For the listing below, print exactly the lines from the line with "out.extend_from_slice(payload);" to the line with "assert_eq!(frames[1][2], 0x22);", both included, and nothing beyond them.
Data provided section start
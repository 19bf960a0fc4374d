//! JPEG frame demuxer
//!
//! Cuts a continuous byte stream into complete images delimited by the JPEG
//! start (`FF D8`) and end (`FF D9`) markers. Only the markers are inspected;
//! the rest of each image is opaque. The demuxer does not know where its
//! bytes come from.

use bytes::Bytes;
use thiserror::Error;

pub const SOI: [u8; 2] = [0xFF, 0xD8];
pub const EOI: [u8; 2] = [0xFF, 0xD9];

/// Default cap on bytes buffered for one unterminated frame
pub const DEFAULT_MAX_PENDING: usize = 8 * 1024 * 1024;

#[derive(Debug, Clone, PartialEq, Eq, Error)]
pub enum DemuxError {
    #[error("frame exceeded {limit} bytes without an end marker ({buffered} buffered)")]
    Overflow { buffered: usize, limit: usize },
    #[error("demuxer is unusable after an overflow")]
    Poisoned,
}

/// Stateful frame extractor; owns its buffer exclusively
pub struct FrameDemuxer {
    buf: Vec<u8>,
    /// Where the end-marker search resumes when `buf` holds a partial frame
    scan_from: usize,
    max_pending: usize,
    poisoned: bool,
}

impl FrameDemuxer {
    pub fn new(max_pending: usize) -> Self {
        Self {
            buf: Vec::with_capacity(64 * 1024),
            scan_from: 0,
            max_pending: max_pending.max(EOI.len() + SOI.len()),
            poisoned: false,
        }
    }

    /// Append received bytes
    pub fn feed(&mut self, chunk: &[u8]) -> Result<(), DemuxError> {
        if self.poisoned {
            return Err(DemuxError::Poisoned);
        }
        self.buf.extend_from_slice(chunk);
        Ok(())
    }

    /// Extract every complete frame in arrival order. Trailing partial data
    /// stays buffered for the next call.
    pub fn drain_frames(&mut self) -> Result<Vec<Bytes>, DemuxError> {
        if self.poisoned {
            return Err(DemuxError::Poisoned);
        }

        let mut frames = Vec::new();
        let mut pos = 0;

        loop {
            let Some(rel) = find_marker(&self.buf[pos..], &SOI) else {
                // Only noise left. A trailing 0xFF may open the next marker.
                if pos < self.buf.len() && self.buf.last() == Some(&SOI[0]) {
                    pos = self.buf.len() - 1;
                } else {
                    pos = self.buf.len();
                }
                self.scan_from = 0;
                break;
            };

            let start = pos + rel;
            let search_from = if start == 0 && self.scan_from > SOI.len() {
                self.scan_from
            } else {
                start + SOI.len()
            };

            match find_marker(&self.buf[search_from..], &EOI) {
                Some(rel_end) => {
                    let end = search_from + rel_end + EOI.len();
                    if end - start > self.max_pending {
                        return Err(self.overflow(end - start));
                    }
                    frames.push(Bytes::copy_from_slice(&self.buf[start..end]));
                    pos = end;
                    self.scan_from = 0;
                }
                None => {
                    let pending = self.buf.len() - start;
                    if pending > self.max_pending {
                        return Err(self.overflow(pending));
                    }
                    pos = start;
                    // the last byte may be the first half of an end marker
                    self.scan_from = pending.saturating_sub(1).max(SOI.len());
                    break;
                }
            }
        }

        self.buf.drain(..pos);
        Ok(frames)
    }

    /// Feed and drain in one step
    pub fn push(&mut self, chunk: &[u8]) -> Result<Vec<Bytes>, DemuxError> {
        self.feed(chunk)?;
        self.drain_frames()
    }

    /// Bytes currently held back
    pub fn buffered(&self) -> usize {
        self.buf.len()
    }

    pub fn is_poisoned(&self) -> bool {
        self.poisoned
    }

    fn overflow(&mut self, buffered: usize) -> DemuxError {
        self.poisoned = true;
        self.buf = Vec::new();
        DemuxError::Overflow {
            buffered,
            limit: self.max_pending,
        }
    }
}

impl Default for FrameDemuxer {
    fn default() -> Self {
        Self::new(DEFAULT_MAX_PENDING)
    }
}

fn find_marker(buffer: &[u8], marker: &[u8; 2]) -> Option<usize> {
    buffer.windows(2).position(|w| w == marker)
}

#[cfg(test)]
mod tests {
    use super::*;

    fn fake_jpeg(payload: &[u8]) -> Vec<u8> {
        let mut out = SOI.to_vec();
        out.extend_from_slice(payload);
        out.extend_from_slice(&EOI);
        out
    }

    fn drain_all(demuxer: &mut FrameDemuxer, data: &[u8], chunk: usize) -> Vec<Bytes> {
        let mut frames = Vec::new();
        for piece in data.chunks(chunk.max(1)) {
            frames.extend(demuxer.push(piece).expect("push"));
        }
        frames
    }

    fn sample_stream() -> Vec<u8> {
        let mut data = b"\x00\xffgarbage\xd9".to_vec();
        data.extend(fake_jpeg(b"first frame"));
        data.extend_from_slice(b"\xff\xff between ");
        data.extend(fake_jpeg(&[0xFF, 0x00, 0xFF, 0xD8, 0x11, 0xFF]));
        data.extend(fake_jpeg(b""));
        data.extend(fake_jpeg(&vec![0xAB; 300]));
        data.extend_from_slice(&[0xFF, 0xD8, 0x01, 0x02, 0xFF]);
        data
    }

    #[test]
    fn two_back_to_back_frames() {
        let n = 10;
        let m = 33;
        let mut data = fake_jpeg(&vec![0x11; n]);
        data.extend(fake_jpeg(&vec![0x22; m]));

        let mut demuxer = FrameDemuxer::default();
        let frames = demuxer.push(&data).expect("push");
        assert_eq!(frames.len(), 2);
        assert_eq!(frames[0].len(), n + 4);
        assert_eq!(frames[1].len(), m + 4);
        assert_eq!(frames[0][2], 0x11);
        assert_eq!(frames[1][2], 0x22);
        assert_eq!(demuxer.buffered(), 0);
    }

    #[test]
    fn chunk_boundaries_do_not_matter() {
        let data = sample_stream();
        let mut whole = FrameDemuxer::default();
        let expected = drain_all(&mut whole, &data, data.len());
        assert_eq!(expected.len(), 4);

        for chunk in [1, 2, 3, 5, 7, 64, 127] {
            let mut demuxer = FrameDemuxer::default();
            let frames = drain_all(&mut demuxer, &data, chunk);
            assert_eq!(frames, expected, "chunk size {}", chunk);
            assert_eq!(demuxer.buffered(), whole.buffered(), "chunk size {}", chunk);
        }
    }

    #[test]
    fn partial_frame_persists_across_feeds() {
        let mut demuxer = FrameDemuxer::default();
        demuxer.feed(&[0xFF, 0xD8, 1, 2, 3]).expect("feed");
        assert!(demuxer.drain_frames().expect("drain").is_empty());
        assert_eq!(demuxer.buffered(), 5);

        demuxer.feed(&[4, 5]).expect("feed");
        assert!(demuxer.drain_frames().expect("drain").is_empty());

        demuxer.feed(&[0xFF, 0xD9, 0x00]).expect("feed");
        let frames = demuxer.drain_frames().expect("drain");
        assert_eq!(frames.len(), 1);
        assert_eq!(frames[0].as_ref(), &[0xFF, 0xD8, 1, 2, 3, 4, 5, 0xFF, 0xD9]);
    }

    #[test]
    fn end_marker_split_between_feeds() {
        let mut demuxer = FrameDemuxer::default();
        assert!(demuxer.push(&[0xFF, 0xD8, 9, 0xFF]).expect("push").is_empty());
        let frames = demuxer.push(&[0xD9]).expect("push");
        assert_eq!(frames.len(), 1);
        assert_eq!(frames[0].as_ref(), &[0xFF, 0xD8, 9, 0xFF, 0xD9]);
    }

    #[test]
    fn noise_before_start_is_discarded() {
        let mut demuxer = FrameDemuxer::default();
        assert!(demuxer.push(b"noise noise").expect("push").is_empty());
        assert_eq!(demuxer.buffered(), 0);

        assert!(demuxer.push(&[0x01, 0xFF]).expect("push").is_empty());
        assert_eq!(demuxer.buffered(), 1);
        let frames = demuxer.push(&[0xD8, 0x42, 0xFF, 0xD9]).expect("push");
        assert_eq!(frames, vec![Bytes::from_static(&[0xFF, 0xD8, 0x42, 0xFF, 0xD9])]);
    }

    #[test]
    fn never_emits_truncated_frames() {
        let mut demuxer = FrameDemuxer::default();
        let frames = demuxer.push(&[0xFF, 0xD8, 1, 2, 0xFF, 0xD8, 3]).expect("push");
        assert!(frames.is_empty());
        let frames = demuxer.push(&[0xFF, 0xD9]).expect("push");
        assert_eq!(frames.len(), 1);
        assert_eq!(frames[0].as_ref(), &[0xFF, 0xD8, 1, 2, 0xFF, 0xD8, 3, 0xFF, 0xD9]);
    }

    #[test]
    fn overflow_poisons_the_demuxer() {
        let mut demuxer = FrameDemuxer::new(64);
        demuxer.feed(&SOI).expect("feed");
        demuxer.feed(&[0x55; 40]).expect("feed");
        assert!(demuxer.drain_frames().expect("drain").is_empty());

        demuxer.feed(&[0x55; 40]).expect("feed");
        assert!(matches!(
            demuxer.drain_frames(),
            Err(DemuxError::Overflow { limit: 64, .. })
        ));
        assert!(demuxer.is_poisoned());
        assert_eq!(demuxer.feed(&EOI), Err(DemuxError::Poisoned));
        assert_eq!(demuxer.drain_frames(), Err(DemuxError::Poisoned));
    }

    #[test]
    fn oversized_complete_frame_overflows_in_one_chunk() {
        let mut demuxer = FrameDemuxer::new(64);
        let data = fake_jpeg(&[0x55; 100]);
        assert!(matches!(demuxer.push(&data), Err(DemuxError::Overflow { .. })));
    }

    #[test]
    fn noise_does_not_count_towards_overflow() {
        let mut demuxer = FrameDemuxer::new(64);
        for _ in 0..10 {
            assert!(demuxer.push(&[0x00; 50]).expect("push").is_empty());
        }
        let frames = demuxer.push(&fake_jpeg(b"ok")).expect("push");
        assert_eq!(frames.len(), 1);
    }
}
Data provided section end
_Written solution_:
        out.extend_from_slice(payload);
        out.extend_from_slice(&EOI);
        out
    }

    fn drain_all(demuxer: &mut FrameDemuxer, data: &[u8], chunk: usize) -> Vec<Bytes> {
        let mut frames = Vec::new();
        for piece in data.chunks(chunk.max(1)) {
            frames.extend(demuxer.push(piece).expect("push"));
        }
        frames
    }

    fn sample_stream() -> Vec<u8> {
        let mut data = b"\x00\xffgarbage\xd9".to_vec();
        data.extend(fake_jpeg(b"first frame"));
        data.extend_from_slice(b"\xff\xff between ");
        data.extend(fake_jpeg(&[0xFF, 0x00, 0xFF, 0xD8, 0x11, 0xFF]));
        data.extend(fake_jpeg(b""));
        data.extend(fake_jpeg(&vec![0xAB; 300]));
        data.extend_from_slice(&[0xFF, 0xD8, 0x01, 0x02, 0xFF]);
        data
    }

    #[test]
    fn two_back_to_back_frames() {
        let n = 10;
        let m = 33;
        let mut data = fake_jpeg(&vec![0x11; n]);
        data.extend(fake_jpeg(&vec![0x22; m]));

        let mut demuxer = FrameDemuxer::default();
        let frames = demuxer.push(&data).expect("push");
        assert_eq!(frames.len(), 2);
        assert_eq!(frames[0].len(), n + 4);
        assert_eq!(frames[1].len(), m + 4);
        assert_eq!(frames[0][2], 0x11);
        assert_eq!(frames[1][2], 0x22);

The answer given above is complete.